- Required action -
Everything from the first line of the entries through the line containing "of compile failures." is to be retyped exactly, and nothing beyond it.

- Provided records -
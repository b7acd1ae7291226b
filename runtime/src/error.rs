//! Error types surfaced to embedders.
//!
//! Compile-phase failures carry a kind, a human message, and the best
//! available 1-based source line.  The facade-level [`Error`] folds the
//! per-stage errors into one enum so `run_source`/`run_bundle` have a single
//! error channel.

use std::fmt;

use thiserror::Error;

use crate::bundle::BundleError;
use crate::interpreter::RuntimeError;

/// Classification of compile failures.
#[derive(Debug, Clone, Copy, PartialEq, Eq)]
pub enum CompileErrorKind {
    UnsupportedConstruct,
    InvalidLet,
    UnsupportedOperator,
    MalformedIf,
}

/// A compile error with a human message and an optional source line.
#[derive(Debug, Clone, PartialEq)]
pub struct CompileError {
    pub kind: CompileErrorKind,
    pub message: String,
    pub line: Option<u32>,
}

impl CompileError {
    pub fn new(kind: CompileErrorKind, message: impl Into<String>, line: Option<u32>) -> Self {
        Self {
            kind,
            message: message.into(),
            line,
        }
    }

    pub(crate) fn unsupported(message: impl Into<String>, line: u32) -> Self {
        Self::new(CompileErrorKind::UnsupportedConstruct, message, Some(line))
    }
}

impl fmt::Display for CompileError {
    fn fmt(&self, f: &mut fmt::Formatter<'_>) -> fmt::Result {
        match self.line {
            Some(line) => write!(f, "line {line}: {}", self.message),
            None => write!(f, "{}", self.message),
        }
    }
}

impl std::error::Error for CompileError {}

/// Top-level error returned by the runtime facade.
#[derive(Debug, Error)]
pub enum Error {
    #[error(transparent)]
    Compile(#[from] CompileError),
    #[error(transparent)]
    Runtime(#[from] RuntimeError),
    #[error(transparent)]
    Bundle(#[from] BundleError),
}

- Solution below -
repository b7acd1ae7291226b
filename runtime/src/error.rs
//! Error types surfaced to embedders.
//!
//! Compile-phase failures carry a kind, a human message, and the best
//! available 1-based source line.  The facade-level [`Error`] folds the
//! per-stage errors into one enum so `run_source`/`run_bundle` have a single
//! error channel.

use std::fmt;

use thiserror::Error;

use crate::bundle::BundleError;
use crate::interpreter::RuntimeError;

/// Classification of compile failures.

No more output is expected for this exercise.